* [WHAT TO DO]: All that is needed is each line of the entries holding the word "OpsError", copied as it stands.

* [RECORDS PROVIDED]:
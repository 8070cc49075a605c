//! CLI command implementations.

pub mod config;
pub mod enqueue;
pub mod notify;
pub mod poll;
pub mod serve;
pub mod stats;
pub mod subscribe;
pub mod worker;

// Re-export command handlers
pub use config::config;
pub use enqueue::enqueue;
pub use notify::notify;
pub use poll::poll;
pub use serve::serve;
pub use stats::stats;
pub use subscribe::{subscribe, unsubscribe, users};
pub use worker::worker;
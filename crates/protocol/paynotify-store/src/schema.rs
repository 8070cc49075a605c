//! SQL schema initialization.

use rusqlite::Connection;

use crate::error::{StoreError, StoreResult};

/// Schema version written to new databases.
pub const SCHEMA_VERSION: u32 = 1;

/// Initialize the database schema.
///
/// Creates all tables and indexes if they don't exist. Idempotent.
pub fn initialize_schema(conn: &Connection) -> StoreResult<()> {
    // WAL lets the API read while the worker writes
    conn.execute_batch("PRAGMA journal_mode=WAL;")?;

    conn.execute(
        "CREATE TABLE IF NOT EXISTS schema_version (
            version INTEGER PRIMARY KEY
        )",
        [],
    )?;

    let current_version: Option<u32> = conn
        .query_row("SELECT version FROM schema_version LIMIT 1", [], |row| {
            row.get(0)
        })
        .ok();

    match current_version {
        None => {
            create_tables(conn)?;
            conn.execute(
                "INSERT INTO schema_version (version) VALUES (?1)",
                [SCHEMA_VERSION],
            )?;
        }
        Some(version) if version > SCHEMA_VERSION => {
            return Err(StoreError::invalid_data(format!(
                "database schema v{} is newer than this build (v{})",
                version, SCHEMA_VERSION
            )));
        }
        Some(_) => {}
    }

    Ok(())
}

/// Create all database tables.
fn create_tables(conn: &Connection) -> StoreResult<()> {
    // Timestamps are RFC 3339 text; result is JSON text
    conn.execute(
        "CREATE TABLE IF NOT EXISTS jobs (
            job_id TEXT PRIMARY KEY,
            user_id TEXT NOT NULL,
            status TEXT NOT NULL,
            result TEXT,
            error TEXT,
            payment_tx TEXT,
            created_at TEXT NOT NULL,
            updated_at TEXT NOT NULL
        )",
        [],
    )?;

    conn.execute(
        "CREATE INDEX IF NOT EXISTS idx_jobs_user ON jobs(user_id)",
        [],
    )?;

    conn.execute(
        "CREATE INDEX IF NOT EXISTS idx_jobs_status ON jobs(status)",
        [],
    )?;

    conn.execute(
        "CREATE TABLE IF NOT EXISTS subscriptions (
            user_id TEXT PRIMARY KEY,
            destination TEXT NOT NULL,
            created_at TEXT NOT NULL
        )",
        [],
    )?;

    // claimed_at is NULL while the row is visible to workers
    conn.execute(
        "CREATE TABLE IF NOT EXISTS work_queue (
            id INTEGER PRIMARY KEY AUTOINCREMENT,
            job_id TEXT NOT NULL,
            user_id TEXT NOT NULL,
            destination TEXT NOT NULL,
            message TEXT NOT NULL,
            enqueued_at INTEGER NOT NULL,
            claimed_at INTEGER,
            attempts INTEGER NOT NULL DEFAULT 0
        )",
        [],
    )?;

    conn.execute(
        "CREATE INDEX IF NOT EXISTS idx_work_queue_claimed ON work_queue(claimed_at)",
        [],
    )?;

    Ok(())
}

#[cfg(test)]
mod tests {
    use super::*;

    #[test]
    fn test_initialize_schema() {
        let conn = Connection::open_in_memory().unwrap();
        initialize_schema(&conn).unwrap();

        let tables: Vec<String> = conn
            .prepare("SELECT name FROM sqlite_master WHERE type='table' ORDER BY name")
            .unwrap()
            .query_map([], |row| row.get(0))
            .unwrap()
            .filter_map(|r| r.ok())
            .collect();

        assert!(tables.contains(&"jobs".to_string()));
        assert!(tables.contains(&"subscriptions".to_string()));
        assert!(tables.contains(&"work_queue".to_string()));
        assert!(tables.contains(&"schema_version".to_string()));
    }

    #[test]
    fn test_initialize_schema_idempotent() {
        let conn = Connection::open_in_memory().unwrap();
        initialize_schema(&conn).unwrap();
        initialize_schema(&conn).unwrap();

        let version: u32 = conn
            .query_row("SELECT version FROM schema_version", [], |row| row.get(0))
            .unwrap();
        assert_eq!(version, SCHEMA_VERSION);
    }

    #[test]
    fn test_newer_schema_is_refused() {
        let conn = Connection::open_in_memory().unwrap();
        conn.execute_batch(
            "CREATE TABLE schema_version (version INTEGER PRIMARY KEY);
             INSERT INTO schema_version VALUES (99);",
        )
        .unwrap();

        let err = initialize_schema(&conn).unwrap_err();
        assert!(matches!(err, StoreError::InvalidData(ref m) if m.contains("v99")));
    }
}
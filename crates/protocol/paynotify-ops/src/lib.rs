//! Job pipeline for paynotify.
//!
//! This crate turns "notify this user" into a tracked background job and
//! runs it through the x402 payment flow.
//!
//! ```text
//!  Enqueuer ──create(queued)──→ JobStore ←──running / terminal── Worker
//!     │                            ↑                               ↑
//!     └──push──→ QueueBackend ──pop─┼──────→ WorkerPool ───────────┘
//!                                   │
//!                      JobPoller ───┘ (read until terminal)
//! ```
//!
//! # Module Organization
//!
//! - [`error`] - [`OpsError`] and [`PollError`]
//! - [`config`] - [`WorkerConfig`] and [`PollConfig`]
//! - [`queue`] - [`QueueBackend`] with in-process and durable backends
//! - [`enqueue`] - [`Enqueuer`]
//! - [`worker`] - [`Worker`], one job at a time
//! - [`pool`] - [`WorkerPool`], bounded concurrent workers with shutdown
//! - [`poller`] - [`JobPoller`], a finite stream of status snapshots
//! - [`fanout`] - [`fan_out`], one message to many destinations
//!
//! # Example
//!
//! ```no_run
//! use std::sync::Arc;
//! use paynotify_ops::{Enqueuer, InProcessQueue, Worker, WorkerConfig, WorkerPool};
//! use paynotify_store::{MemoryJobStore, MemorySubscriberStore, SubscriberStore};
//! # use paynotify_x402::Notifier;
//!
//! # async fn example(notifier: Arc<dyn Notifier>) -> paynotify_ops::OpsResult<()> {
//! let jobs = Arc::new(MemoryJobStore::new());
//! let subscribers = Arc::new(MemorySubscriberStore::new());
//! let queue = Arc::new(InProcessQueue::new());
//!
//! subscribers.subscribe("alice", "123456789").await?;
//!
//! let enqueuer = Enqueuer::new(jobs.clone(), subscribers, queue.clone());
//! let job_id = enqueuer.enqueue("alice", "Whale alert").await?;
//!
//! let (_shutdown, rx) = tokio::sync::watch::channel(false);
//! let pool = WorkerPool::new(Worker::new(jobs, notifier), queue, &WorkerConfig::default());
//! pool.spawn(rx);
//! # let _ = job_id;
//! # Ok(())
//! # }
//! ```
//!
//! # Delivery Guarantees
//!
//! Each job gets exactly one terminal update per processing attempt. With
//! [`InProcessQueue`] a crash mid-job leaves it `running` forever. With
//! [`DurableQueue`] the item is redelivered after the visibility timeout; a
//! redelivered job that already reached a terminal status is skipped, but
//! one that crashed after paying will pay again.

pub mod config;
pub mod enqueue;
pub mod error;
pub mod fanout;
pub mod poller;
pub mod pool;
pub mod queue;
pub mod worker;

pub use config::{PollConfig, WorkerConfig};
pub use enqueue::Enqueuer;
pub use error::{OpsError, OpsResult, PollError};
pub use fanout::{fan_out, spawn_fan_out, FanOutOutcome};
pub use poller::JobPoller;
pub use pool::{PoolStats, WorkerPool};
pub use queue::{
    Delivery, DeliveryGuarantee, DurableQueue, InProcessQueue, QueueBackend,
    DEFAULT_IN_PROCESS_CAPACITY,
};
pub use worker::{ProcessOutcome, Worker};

* [EXERCISE ANSWER]:
//! - [`error`] - [`OpsError`] and [`PollError`]
pub use error::{OpsError, OpsResult, PollError};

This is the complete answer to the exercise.